RECORD EXCERPTS Start Marker
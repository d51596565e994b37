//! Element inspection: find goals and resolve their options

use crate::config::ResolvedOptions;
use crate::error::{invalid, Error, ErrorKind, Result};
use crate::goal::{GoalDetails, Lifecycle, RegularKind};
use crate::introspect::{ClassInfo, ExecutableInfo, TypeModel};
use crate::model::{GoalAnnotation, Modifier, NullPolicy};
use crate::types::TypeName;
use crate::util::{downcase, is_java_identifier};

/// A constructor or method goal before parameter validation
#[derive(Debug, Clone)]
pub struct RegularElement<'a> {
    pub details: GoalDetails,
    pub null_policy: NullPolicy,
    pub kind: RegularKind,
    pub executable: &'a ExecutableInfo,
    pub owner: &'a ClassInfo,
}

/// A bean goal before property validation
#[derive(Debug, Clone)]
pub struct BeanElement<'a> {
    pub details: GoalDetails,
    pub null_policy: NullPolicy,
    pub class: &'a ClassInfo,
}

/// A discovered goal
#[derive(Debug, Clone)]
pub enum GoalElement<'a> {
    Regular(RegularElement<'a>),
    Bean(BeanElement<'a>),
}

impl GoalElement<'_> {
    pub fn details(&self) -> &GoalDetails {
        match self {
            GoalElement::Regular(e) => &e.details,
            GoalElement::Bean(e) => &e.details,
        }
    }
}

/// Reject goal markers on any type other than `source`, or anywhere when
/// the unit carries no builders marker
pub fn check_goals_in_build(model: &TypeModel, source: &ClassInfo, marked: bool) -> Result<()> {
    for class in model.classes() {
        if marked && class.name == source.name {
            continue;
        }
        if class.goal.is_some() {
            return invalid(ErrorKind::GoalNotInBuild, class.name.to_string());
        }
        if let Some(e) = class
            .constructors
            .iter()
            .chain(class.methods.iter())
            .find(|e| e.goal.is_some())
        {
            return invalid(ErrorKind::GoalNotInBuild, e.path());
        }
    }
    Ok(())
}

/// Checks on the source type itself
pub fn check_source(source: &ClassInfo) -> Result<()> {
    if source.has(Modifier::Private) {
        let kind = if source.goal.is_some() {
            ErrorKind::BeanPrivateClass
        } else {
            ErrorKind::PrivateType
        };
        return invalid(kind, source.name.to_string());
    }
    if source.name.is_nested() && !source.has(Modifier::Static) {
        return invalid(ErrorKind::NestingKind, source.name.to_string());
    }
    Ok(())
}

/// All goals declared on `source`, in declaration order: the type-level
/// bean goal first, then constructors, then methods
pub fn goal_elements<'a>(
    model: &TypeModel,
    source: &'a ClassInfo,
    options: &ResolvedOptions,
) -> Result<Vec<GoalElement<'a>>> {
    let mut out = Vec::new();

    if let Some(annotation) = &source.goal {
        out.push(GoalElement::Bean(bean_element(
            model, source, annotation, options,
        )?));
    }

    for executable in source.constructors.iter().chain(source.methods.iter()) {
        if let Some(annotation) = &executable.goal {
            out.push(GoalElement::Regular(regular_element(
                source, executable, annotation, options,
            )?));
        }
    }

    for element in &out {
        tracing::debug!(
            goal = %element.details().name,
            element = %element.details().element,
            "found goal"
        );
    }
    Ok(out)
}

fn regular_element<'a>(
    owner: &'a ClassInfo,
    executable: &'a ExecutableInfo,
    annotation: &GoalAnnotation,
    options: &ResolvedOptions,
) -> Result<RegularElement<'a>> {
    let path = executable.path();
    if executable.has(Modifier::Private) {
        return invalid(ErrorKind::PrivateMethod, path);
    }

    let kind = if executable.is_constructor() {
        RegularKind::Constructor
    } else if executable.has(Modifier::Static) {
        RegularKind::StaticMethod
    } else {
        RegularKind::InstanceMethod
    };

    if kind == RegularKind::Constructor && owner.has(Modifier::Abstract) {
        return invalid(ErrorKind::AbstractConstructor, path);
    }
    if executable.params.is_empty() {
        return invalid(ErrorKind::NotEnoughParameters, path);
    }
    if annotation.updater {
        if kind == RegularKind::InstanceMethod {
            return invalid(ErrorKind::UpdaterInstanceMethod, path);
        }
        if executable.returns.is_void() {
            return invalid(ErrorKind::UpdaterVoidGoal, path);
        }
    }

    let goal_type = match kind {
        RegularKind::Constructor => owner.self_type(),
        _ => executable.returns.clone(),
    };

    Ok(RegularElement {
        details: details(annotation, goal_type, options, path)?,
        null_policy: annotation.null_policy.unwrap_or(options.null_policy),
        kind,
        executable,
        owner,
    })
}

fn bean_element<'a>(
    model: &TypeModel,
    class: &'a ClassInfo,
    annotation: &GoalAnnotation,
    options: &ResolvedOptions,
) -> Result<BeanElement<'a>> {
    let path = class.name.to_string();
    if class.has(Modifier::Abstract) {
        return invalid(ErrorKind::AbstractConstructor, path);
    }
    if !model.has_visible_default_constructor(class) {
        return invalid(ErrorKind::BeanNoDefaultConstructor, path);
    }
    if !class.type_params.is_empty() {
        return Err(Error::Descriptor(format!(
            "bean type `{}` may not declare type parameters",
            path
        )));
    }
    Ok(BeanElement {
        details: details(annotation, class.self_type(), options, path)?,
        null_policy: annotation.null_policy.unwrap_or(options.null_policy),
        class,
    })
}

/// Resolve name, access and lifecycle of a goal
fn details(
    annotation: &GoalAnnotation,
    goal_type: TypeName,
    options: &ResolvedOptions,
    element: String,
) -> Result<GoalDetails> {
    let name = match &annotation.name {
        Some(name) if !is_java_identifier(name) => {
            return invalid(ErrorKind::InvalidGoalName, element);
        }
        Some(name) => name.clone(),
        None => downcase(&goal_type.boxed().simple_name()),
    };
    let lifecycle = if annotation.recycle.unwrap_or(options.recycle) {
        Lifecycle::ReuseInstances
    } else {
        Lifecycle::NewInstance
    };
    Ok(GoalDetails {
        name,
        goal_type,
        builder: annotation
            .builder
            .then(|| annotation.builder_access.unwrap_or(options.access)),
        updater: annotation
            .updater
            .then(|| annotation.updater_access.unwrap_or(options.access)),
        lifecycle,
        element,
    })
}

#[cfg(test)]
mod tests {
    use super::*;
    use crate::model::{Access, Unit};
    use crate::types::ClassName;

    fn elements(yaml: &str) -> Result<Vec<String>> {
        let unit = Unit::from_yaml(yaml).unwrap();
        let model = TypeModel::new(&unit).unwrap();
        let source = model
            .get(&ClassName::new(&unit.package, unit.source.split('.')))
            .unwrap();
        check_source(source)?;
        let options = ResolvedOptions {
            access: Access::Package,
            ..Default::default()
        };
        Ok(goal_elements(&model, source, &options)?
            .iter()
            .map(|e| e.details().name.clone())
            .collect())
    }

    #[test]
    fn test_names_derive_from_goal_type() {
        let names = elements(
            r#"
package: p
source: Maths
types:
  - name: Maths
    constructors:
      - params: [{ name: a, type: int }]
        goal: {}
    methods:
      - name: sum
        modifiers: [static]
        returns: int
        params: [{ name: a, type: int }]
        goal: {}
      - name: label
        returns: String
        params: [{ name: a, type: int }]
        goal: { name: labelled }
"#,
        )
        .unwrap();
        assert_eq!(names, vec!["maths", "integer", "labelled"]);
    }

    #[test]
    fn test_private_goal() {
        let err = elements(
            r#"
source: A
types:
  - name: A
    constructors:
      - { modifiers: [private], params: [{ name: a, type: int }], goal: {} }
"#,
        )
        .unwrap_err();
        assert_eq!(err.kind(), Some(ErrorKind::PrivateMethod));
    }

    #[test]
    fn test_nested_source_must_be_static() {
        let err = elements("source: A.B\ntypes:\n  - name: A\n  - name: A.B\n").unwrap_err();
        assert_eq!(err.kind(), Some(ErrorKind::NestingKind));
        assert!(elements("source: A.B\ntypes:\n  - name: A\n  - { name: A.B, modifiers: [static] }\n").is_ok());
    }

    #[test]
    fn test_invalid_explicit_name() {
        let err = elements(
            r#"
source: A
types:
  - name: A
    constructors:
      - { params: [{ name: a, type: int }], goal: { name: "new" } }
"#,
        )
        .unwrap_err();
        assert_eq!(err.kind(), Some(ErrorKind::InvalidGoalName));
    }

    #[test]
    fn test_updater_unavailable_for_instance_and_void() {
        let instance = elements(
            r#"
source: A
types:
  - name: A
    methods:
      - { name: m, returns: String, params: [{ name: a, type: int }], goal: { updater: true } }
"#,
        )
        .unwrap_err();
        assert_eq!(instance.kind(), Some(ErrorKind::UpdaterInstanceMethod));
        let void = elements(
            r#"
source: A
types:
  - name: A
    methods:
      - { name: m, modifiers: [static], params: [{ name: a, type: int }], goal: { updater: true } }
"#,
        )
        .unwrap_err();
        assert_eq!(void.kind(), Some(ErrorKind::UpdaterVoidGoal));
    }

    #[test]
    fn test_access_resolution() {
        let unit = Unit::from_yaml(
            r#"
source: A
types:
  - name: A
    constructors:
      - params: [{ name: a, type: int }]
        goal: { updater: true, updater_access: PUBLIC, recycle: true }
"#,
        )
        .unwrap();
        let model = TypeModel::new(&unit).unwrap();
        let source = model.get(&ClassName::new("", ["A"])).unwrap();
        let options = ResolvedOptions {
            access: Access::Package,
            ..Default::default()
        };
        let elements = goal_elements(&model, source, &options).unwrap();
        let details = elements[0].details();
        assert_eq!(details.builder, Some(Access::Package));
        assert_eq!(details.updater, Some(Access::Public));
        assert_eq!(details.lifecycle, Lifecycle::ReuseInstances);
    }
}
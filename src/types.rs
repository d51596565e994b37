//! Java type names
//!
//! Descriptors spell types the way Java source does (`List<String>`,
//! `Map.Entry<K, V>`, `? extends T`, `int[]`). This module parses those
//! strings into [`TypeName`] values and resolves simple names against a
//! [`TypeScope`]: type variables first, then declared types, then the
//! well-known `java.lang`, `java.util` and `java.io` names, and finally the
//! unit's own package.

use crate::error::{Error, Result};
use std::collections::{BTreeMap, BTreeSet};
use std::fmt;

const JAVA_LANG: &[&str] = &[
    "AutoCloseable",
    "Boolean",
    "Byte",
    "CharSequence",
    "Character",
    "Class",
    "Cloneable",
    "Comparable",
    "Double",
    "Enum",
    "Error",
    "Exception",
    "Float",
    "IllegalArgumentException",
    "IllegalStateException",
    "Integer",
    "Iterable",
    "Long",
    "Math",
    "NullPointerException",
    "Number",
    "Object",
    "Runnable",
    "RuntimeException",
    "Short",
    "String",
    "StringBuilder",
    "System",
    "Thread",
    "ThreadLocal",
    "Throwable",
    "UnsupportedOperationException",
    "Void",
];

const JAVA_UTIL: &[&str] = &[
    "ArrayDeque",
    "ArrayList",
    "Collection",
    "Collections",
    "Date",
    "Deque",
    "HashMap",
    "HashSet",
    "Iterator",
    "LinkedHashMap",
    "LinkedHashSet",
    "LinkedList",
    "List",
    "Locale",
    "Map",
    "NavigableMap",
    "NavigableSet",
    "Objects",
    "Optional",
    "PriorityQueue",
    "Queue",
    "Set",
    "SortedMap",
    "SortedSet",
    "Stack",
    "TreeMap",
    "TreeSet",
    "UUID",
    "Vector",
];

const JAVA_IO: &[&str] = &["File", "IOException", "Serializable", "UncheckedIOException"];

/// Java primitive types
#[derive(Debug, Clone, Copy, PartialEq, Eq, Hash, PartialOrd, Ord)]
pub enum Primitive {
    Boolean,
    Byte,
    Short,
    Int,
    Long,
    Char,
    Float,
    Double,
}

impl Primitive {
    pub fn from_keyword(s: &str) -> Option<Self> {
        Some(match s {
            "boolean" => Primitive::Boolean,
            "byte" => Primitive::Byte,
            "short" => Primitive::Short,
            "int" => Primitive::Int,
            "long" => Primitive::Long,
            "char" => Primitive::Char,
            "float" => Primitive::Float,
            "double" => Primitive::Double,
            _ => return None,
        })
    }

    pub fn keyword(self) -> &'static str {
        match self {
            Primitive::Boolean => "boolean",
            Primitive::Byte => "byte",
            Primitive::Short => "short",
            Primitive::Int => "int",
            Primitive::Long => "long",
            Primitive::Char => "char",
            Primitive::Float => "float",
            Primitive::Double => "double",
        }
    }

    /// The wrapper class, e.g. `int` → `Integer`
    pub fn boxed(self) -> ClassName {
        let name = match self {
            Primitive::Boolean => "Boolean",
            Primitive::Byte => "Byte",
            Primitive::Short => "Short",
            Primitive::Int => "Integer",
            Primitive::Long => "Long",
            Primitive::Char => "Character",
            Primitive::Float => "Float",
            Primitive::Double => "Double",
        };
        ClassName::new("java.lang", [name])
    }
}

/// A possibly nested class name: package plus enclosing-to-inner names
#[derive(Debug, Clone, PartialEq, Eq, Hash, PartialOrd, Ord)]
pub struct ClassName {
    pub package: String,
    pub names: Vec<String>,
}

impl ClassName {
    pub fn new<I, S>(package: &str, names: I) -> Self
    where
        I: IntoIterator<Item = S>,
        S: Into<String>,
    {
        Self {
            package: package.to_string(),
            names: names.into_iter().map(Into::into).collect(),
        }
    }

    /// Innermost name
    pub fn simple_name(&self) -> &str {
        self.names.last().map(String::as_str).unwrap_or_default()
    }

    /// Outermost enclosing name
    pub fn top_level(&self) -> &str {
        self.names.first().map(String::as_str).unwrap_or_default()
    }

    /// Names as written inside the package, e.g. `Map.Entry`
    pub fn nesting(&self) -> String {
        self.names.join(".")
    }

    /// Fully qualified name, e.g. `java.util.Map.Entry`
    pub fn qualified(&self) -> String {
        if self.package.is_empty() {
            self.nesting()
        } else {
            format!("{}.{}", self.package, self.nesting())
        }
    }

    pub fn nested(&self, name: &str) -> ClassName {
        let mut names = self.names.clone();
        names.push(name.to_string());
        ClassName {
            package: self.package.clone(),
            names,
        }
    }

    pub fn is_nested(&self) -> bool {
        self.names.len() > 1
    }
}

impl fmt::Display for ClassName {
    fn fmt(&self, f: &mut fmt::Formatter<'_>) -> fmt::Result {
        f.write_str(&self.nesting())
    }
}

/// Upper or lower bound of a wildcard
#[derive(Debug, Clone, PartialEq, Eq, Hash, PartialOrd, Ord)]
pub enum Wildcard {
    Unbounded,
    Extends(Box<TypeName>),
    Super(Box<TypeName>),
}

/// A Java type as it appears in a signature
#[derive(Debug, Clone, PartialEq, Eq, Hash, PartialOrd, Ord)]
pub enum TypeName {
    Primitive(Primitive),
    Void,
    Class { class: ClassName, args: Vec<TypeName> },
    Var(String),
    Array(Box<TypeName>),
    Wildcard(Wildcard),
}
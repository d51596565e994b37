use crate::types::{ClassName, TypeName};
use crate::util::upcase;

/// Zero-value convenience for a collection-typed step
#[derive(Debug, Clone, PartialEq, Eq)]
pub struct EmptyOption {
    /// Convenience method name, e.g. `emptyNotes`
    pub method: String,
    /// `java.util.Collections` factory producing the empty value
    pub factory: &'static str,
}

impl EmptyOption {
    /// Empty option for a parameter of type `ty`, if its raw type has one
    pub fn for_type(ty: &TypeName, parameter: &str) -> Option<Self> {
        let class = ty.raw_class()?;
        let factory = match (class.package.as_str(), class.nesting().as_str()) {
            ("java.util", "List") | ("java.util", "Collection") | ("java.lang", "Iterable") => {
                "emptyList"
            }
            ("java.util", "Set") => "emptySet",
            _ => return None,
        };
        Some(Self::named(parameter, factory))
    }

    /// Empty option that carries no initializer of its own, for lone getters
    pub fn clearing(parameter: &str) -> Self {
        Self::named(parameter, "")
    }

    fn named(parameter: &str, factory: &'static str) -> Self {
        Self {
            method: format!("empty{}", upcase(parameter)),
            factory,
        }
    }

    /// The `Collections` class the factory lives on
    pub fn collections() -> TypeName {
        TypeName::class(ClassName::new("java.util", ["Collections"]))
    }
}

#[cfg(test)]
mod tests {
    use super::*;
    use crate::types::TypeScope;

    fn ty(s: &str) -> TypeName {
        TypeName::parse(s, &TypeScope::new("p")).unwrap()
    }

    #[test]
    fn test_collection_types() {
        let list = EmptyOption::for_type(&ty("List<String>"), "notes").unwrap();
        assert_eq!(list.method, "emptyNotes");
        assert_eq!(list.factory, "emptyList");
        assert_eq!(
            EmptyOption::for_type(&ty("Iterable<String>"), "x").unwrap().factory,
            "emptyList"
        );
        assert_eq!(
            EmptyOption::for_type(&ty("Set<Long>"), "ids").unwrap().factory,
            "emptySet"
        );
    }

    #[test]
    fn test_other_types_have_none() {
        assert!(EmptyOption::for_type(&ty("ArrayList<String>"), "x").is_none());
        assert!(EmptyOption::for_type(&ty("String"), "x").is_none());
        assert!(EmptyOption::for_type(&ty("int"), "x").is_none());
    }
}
RECORD EXCERPTS End Marker
WORK INSTRUCTIONS:
Scan the material for the string "ntypes". Copy each line where it appears.

WRITTEN SOLUTION:
        let err = elements("source: A.B\ntypes:\n  - name: A\n  - name: A.B\n").unwrap_err();
        assert!(elements("source: A.B\ntypes:\n  - name: A\n  - { name: A.B, modifiers: [static] }\n").is_ok());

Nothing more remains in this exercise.